Election authorities need to get in touch with postal officials to make plans that ensure crates of ballots aren’t missed in processing centers on election night, as crucial hours tick away. They also need to avoid New York’s fate, by emphasizing that even ballots sent through business class mail are postmarked, even though that’s not standard practice for other business mail.

Perhaps most crucially, though, voters need to hear — repeatedly — that they should request a mail-in ballot as early as possible. And if all else fails and they still have their ballot in-hand with just days before Election Day, they should consider dropping it off in-person — either at an election office, drop box, or another location according to local guidelines. 

“There are two dates that, I would say, need to be clear,” Stroman, the former deputy postmaster general, told reporters Tuesday. “If you request your ballot no later than the 13th of October, and you return it by the 24th of October, your ballot’s going to get there.” 

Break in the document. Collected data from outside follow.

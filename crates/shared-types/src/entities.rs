//! # Core Domain Entities
//!
//! Records shared between the key store, handshake, job bus and runtime.

use crate::identity::{JobId, MinionId};
use serde::{Deserialize, Serialize};
use std::fmt;
use uuid::Uuid;

/// Seconds since the Unix epoch.
#[derive(Debug, Clone, Copy, PartialEq, Eq, PartialOrd, Ord, Hash, Default, Serialize, Deserialize)]
pub struct Timestamp(u64);

impl Timestamp {
    /// Create a timestamp from seconds.
    #[must_use]
    pub const fn new(secs: u64) -> Self {
        Self(secs)
    }

    /// Seconds since the epoch.
    #[must_use]
    pub const fn as_secs(&self) -> u64 {
        self.0
    }

    /// Seconds elapsed from `earlier` to `self` (zero if `earlier` is later).
    #[must_use]
    pub fn saturating_elapsed_since(&self, earlier: Timestamp) -> u64 {
        self.0.saturating_sub(earlier.0)
    }
}

/// Identifier of one authenticated session.
#[derive(Debug, Clone, Copy, PartialEq, Eq, Hash, Serialize, Deserialize)]
pub struct SessionId(Uuid);

impl SessionId {
    /// Fresh random session ID.
    #[must_use]
    pub fn generate() -> Self {
        Self(Uuid::new_v4())
    }

    /// Wrap an existing UUID (e.g. decoded from the wire).
    #[must_use]
    pub const fn from_uuid(uuid: Uuid) -> Self {
        Self(uuid)
    }

    /// Raw 16 bytes, used as authenticated data by the channel codec.
    #[must_use]
    pub fn as_bytes(&self) -> &[u8; 16] {
        self.0.as_bytes()
    }
}

impl fmt::Display for SessionId {
    fn fmt(&self, f: &mut fmt::Formatter<'_>) -> fmt::Result {
        self.0.fmt(f)
    }
}

// =============================================================================
// KEYS
// =============================================================================

/// A minion's RSA public key in SubjectPublicKeyInfo PEM form.
///
/// Stored and compared as normalized text (trimmed, `\n` line endings).
#[derive(Debug, Clone, PartialEq, Eq, Hash, Serialize, Deserialize)]
pub struct PublicKeyPem(String);

impl PublicKeyPem {
    /// Wrap PEM text, normalizing line endings and surrounding whitespace.
    #[must_use]
    pub fn new(pem: &str) -> Self {
        let normalized = pem.replace("\r\n", "\n");
        Self(normalized.trim().to_owned())
    }

    /// PEM text.
    #[must_use]
    pub fn as_str(&self) -> &str {
        &self.0
    }
}

/// Acceptance state of a minion key.
///
/// `Rejected` is an explicit "no" an operator may later revisit; `Denied`
/// means no further attempts are allowed for this ID.
#[derive(Debug, Clone, Copy, PartialEq, Eq, Hash, Serialize, Deserialize)]
#[serde(rename_all = "lowercase")]
pub enum KeyState {
    /// Awaiting operator decision.
    Pending,
    /// Trusted; handshakes may establish sessions.
    Accepted,
    /// Explicitly refused.
    Rejected,
    /// Explicitly refused, no further attempts allowed.
    Denied,
}

impl KeyState {
    /// All states.
    pub const ALL: [KeyState; 4] = [
        KeyState::Accepted,
        KeyState::Pending,
        KeyState::Rejected,
        KeyState::Denied,
    ];

    /// Marker file / directory name for this state.
    #[must_use]
    pub const fn as_str(&self) -> &'static str {
        match self {
            KeyState::Pending => "pending",
            KeyState::Accepted => "accepted",
            KeyState::Rejected => "rejected",
            KeyState::Denied => "denied",
        }
    }
}

impl fmt::Display for KeyState {
    fn fmt(&self, f: &mut fmt::Formatter<'_>) -> fmt::Result {
        f.write_str(self.as_str())
    }
}

/// Durable record of one minion's key and its acceptance state.
#[derive(Debug, Clone, PartialEq, Eq, Serialize, Deserialize)]
pub struct KeyRecord {
    /// Owner of the key.
    pub minion_id: MinionId,
    /// The minion's public key.
    pub public_key: PublicKeyPem,
    /// Current acceptance state.
    pub state: KeyState,
    /// When the key was first proposed.
    pub first_seen: Timestamp,
    /// When the key last entered `Accepted`.
    pub last_accepted: Option<Timestamp>,
}

// =============================================================================
// JOBS
// =============================================================================

/// How a job selects its recipients among connected minions.
#[derive(Debug, Clone, PartialEq, Eq, Serialize, Deserialize)]
#[serde(tag = "tgt_type", content = "tgt", rename_all = "lowercase")]
pub enum TargetSpec {
    /// Exactly one minion ID.
    Exact(String),
    /// Shell-style glob (`*`, `?`, `[...]`).
    Glob(String),
    /// Explicit list of IDs.
    List(Vec<String>),
    /// Regular expression matched against the whole ID.
    Regex(String),
}

impl TargetSpec {
    /// Short label for logs and job loads.
    #[must_use]
    pub fn kind(&self) -> &'static str {
        match self {
            TargetSpec::Exact(_) => "exact",
            TargetSpec::Glob(_) => "glob",
            TargetSpec::List(_) => "list",
            TargetSpec::Regex(_) => "regex",
        }
    }
}

/// What a minion is asked to run.
#[derive(Debug, Clone, PartialEq, Serialize, Deserialize)]
pub struct JobPayload {
    /// The job that carries this payload.
    pub jid: JobId,
    /// Execution function name (e.g. `state.apply`).
    pub fun: String,
    /// Positional arguments.
    #[serde(default)]
    pub arg: Vec<serde_json::Value>,
}

/// An immutable, published job.
#[derive(Debug, Clone, PartialEq, Serialize, Deserialize)]
pub struct Job {
    /// Job identifier.
    pub jid: JobId,
    /// Recipient selection.
    pub target: TargetSpec,
    /// Execution function name.
    pub fun: String,
    /// Positional arguments.
    #[serde(default)]
    pub arg: Vec<serde_json::Value>,
    /// Submitting user, if known.
    #[serde(default)]
    pub user: Option<String>,
    /// Free-form caller metadata.
    #[serde(default)]
    pub metadata: serde_json::Value,
    /// Publication time.
    pub issued_at: Timestamp,
}

impl Job {
    /// The payload delivered to each recipient.
    #[must_use]
    pub fn payload(&self) -> JobPayload {
        JobPayload {
            jid: self.jid.clone(),
            fun: self.fun.clone(),
            arg: self.arg.clone(),
        }
    }
}

/// What the execution subsystem produced for one job on one minion.
#[derive(Debug, Clone, PartialEq, Serialize, Deserialize)]
pub struct JobResult {
    /// Whether execution succeeded.
    pub success: bool,
    /// Result data.
    #[serde(rename = "return")]
    pub output: serde_json::Value,
}

/// A minion's persisted result for a job.
#[derive(Debug, Clone, PartialEq, Serialize, Deserialize)]
pub struct JobReturn {
    /// Job identifier.
    pub jid: JobId,
    /// Authenticated submitter.
    pub minion_id: MinionId,
    /// Function that was run.
    pub fun: String,
    /// Whether execution succeeded.
    pub success: bool,
    /// Result data.
    #[serde(rename = "return")]
    pub output: serde_json::Value,
    /// When the master accepted the return.
    pub received_at: Timestamp,
}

Communication is especially urgent in states with less vote-by-mail experience, Reed College professor Paul Gronke told TPM. 

Gronke, director of Reed’s Early Voting Information Center, said less experienced states have historically had higher rates of rejected mail ballots. That means potentially disenfranchising thousands or millions of new voters, likely disproportionately impacting minority communities. 

“Younger people, folks from disadvantaged communities — the pattern will almost certainly be the case where those are the communities where you have higher rejection rates,” he said.

And he offered a prediction to states that don’t proactively communicate election rules: “You’re going to look like you’re racist. You’re going to look like you are discriminating. And you’re going to get sued.”